Edwaert Collier (1640-after 1707)
Edwaert Collier (1640-after 1707)

A Vanitas Still Life: A Globe, a Casket of Jewels and Medallions, Books, a Hurdy Gurdy, a Bagpipe, a Lute, a Violin, a silver Tazza, a Roemer, a Nautilus Shell, a Recorder, a Shawm, a Print with a Self-Portrait of the Artist and a Musical Score on a draped Table, a Curtain above

Details
Edwaert Collier (1640-after 1707)
Collier, E.
A Vanitas Still Life: A Globe, a Casket of Jewels and Medallions, Books, a Hurdy Gurdy, a Bagpipe, a Lute, a Violin, a silver Tazza, a Roemer, a Nautilus Shell, a Recorder, a Shawm, a Print with a Self-Portrait of the Artist and a Musical Score on a draped Table, a Curtain above
dated and signed '1662/EDVWAERDVS./KOLLIER'
oil on canvas
65 x 53in. (166.3 x 136.5cm.)
Provenance
Probably J. Kartsens, Haarlem.
Johan de Vries van Doesburgh, Leeuwarden, and The Hague, by 1909, and by descent to the present owner.
Literature
U. Thieme and H. Becker, Allgemeines Lexikon der Bildenden Knstler, VII, 1992, p. 263.
E. Legne, in the catalogue of the exhibition, Music and Painting in the Golden Age, Hoogsteder and Hoogsteder, The Hague, May 11-July 10, 1994, pp. 103-4, fig. 18.
L.P. Grijp, Klanken op Kunst, in Kunstschrift, 1998, p. 38, no. 6, a detail illustrated.
Exhibited
Gemeente Museum, The Hague, 1962-84, on loan.
Chicago, The Art Institute of Chicago, on loan, 1986-9.
Minneapolis, The Minneapolis Institute of Arts, on loan, 1989 to the present day.

Lot Essay

Collier was born in Breda, and although it is not known who his teacher was, he probably received his training in Haarlem, where he was influenced by Pieter Claesz. He lived and worked in Leiden between 1667 and 1693 and subsequently developed a successful career in London. He appears to have been back in Leiden around 1700, remaining there until 1706. The inscription 'fecit London' on his last-known dated work of 1707 supports the assumption that he died in that city.

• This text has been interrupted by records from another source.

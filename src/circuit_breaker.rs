//! # Circuit Breaker Module
//!
//! Stops sending report images to the OCR engine after repeated failures and
//! lets a trial request through once the reset timeout has elapsed.

use parking_lot::Mutex;
use std::time::{Duration, Instant};

use crate::ocr_config::RecoveryConfig;

/// Observable breaker state
#[derive(Debug, Clone, Copy, PartialEq, Eq)]
pub enum CircuitState {
    Closed,
    Open,
    HalfOpen,
}

impl CircuitState {
    /// Gauge value exported as `circuit_breaker_state`
    pub fn as_gauge(&self) -> f64 {
        match self {
            CircuitState::Closed => 0.0,
            CircuitState::HalfOpen => 0.5,
            CircuitState::Open => 1.0,
        }
    }
}

#[derive(Debug, Default)]
struct BreakerInner {
    failure_count: u32,
    last_failure_time: Option<Instant>,
    /// A half-open trial request has been admitted and not yet reported
    trial_in_flight: bool,
}

/// Circuit breaker shared by every OCR worker.
///
/// ```text
/// CLOSED ──failures ≥ threshold──► OPEN ──reset timeout──► HALF-OPEN
///   ▲                                                        │
///   └──────────────────success───────────────────────────────┘
///                     failure in HALF-OPEN ⇒ OPEN again
/// ```
///
/// Both counters live behind one lock so a check never sees a count from one
/// failure and a timestamp from another.
#[derive(Debug)]
pub struct CircuitBreaker {
    inner: Mutex<BreakerInner>,
    config: RecoveryConfig,
}

impl CircuitBreaker {
    pub fn new(config: RecoveryConfig) -> Self {
        Self {
            inner: Mutex::new(BreakerInner::default()),
            config,
        }
    }

    /// Current state without side effects
    pub fn state(&self) -> CircuitState {
        self.state_of(&self.inner.lock())
    }

    fn state_of(&self, inner: &BreakerInner) -> CircuitState {
        if inner.failure_count < self.config.circuit_breaker_threshold {
            return CircuitState::Closed;
        }
        match inner.last_failure_time {
            Some(last) if last.elapsed() < self.reset_timeout() => CircuitState::Open,
            _ => CircuitState::HalfOpen,
        }
    }

    /// Returns `true` when a new request would be rejected: the breaker is open,
    /// or it is half-open and its single trial request is still running.
    pub fn is_open(&self) -> bool {
        let inner = self.inner.lock();
        let state = self.state_of(&inner);
        metrics::gauge!("circuit_breaker_state").set(state.as_gauge());
        match state {
            CircuitState::Closed => false,
            CircuitState::Open => true,
            CircuitState::HalfOpen => inner.trial_in_flight,
        }
    }

    /// Admit one request.
    ///
    /// Always admits while closed and never while open. In the half-open state
    /// exactly one caller is admitted as the trial; everyone else is rejected
    /// until that trial is reported through [`record_success`](Self::record_success)
    /// or [`record_failure`](Self::record_failure).
    pub fn try_acquire(&self) -> bool {
        let mut inner = self.inner.lock();
        let state = self.state_of(&inner);
        metrics::gauge!("circuit_breaker_state").set(state.as_gauge());
        match state {
            CircuitState::Closed => true,
            CircuitState::Open => false,
            CircuitState::HalfOpen if inner.trial_in_flight => false,
            CircuitState::HalfOpen => {
                inner.trial_in_flight = true;
                tracing::info!("OCR circuit breaker half-open, admitting trial request");
                true
            }
        }
    }

    /// Record a failed OCR attempt
    pub fn record_failure(&self) {
        let mut inner = self.inner.lock();
        inner.failure_count = inner.failure_count.saturating_add(1);
        inner.last_failure_time = Some(Instant::now());
        inner.trial_in_flight = false;
        if inner.failure_count == self.config.circuit_breaker_threshold {
            tracing::warn!(
                failure_count = inner.failure_count,
                reset_secs = self.config.circuit_breaker_reset_secs,
                "OCR circuit breaker opened"
            );
        }
    }

    /// Record a successful OCR attempt, closing the breaker
    pub fn record_success(&self) {
        let mut inner = self.inner.lock();
        if inner.failure_count >= self.config.circuit_breaker_threshold {
            tracing::info!("OCR circuit breaker closed after successful trial request");
        }
        inner.failure_count = 0;
        inner.last_failure_time = None;
        inner.trial_in_flight = false;
    }

    pub fn failure_count(&self) -> u32 {
        self.inner.lock().failure_count
    }

    fn reset_timeout(&self) -> Duration {
        Duration::from_secs(self.config.circuit_breaker_reset_secs)
    }
}

#[cfg(test)]
mod tests {
    use super::*;

    fn breaker(threshold: u32) -> CircuitBreaker {
        CircuitBreaker::new(RecoveryConfig {
            circuit_breaker_threshold: threshold,
            circuit_breaker_reset_secs: 60,
            ..Default::default()
        })
    }

    #[test]
    fn test_opens_at_threshold() {
        let cb = breaker(3);
        assert!(!cb.is_open());
        cb.record_failure();
        cb.record_failure();
        assert_eq!(cb.state(), CircuitState::Closed);
        cb.record_failure();
        assert!(cb.is_open());
        assert_eq!(cb.failure_count(), 3);
    }

    #[test]
    fn test_success_closes() {
        let cb = breaker(1);
        cb.record_failure();
        assert!(cb.is_open());
        cb.record_success();
        assert!(!cb.is_open());
        assert_eq!(cb.failure_count(), 0);
    }

    #[test]
    fn test_half_open_after_timeout() {
        let cb = breaker(1);
        cb.record_failure();
        cb.inner.lock().last_failure_time = Some(Instant::now() - Duration::from_secs(61));
        assert_eq!(cb.state(), CircuitState::HalfOpen);
        assert!(!cb.is_open());

        // trial request fails: open again
        cb.record_failure();
        assert_eq!(cb.state(), CircuitState::Open);
    }

    #[test]
    fn test_half_open_admits_a_single_trial() {
        let cb = breaker(1);
        cb.record_failure();
        cb.inner.lock().last_failure_time = Some(Instant::now() - Duration::from_secs(61));

        assert!(cb.try_acquire());
        assert!(!cb.try_acquire());
        assert!(!cb.try_acquire());
        assert!(cb.is_open());

        cb.record_success();
        assert!(cb.try_acquire());
        assert!(cb.try_acquire());
    }

    #[test]
    fn test_failed_trial_reopens_then_allows_next_trial() {
        let cb = breaker(1);
        cb.record_failure();
        cb.inner.lock().last_failure_time = Some(Instant::now() - Duration::from_secs(61));
        assert!(cb.try_acquire());

        cb.record_failure();
        assert!(!cb.try_acquire());

        cb.inner.lock().last_failure_time = Some(Instant::now() - Duration::from_secs(61));
        assert!(cb.try_acquire());
    }
}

The present lot is one of the earliest known works by Collier, and the format and size of the painting are also unique, suggesting that it may have been a specific commission or possibly produced for a special occasion. The only other paintings of similarly large size are also early works, and there is a marked difference in the high quality of these paintings compared to many of the later works on a smaller format, some of which have the appearance of studio assistance. A similarly composed painting by Collier, also signed and dated 1662, of horizontal format (102.5 x 132cm.), is in the Rijksmuseum, Amsterdam (Inv. no. A3471). Apart from the Rijksmuseum painting and the present lot, only two other works by Collier are dated to 1662, one of which was sold at Sotheby's, London, Dec. 17, 1998, lot 39 (170,000=$280,000).

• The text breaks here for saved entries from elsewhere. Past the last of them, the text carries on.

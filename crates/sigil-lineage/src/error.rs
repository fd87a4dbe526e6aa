//! Error types for metadata layers and the relationship graph

use thiserror::Error;

/// Result type alias for metadata operations
pub type MetadataResult<T> = std::result::Result<T, MetadataError>;

/// Result type alias for graph operations
pub type GraphResult<T> = std::result::Result<T, GraphError>;

/// Errors from metadata layer validation and field updates
///
/// Validation failures carry the list of offending fields so callers
/// can surface them without re-validating.
#[derive(Error, Debug, Clone, PartialEq, Eq)]
pub enum MetadataError {
    /// Identity layer failed validation
    #[error("Invalid identity layer, fields: {fields:?}")]
    InvalidIdentityLayer { fields: Vec<String> },

    /// Provenance layer failed validation
    #[error("Invalid provenance layer, fields: {fields:?}")]
    InvalidProvenanceLayer { fields: Vec<String> },

    /// Characteristics layer failed validation
    #[error("Invalid characteristics layer, fields: {fields:?}")]
    InvalidCharacteristicsLayer { fields: Vec<String> },

    /// Lineage layer failed validation
    #[error("Invalid lineage layer, fields: {fields:?}")]
    InvalidLineageLayer { fields: Vec<String> },

    /// Rights layer failed validation
    #[error("Invalid rights layer, fields: {fields:?}")]
    InvalidRightsLayer { fields: Vec<String> },

    /// The addressed layer is not present in the bundle
    #[error("Layer '{0}' is not present in the bundle")]
    LayerNotPresent(String),

    /// A dot-path update hit a non-object intermediate
    #[error("Field path '{0}' crosses a non-object value")]
    InvalidFieldPath(String),

    /// Unknown layer tag in a selective-view or update request
    #[error("Unknown layer tag: {0}")]
    UnknownLayerTag(String),

    /// Serialization error
    #[error("Serialization error: {0}")]
    SerializationError(String),
}

impl From<serde_json::Error> for MetadataError {
    fn from(err: serde_json::Error) -> Self {
        MetadataError::SerializationError(err.to_string())
    }
}

/// Errors from relationship-graph operations
#[derive(Error, Debug, Clone, PartialEq, Eq)]
pub enum GraphError {
    /// An operation referenced a node that is not in the graph
    #[error("Node not found: {0}")]
    NodeNotFound(String),

    /// Relationship type is not in the closed vocabulary
    #[error("Unsupported relationship type: {0}")]
    UnsupportedRelationshipType(String),

    /// Entity type is not in the closed vocabulary
    #[error("Unsupported entity type: {0}")]
    UnsupportedEntityType(String),
}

A significant portion of Collier's oeuvre is made up of so-called vanitas still lifes, a genre at which he excelled. In the present painting the presence of a slip of paper tucked between the pages of a Bible is inscribed 'VANITAS VANITATUM ET OMNIA VANITAS' ('vanity of vanities, all is vanity' Ecclesiastes 1:2-3), removing any doubt as to the message the artist intended to convey. Every object in the composition has a symbolic content expressing the vanitas theme: although man strives for immortality, symbolized by the ivy, the delicate glass roemer alludes to the fragility of life, and the casket of jewels reminds us that all the riches and wealth of the world will count for nothing on Judgement Day. The shawm (a type of flute) quietly functions as another symbol of life's transience, as do the music sheets, the globe, and the books all remind us that earthly knowledge is passing.

In order to compose his still lifes, Collier often used the same objects, many of which were presumably kept as studio props. It is also possible that Collier kept sketches or even detailed drawings of these objects in order to re-use them, sometimes decades later, as models. However, none of these studies are known to us today. The shawm in the present painting, for example, reappears in exactly the same position in a still life that is signed and dated 1663 by the artist in a French private collection (see the catalogue of the exhibition, Music and Painting in the Golden Age, op. cit., pp. 178-80, no. 13).

The music score in the present work has been identified as a page from Jacob van Eyck's Der Fluyten Lust-hof ('The pleasure garden of flutes'), published in 1646 (see Grijp, op. cit., pp. 37-43), and is a variation on the melody Quasta dolce sirena by Gastoldi.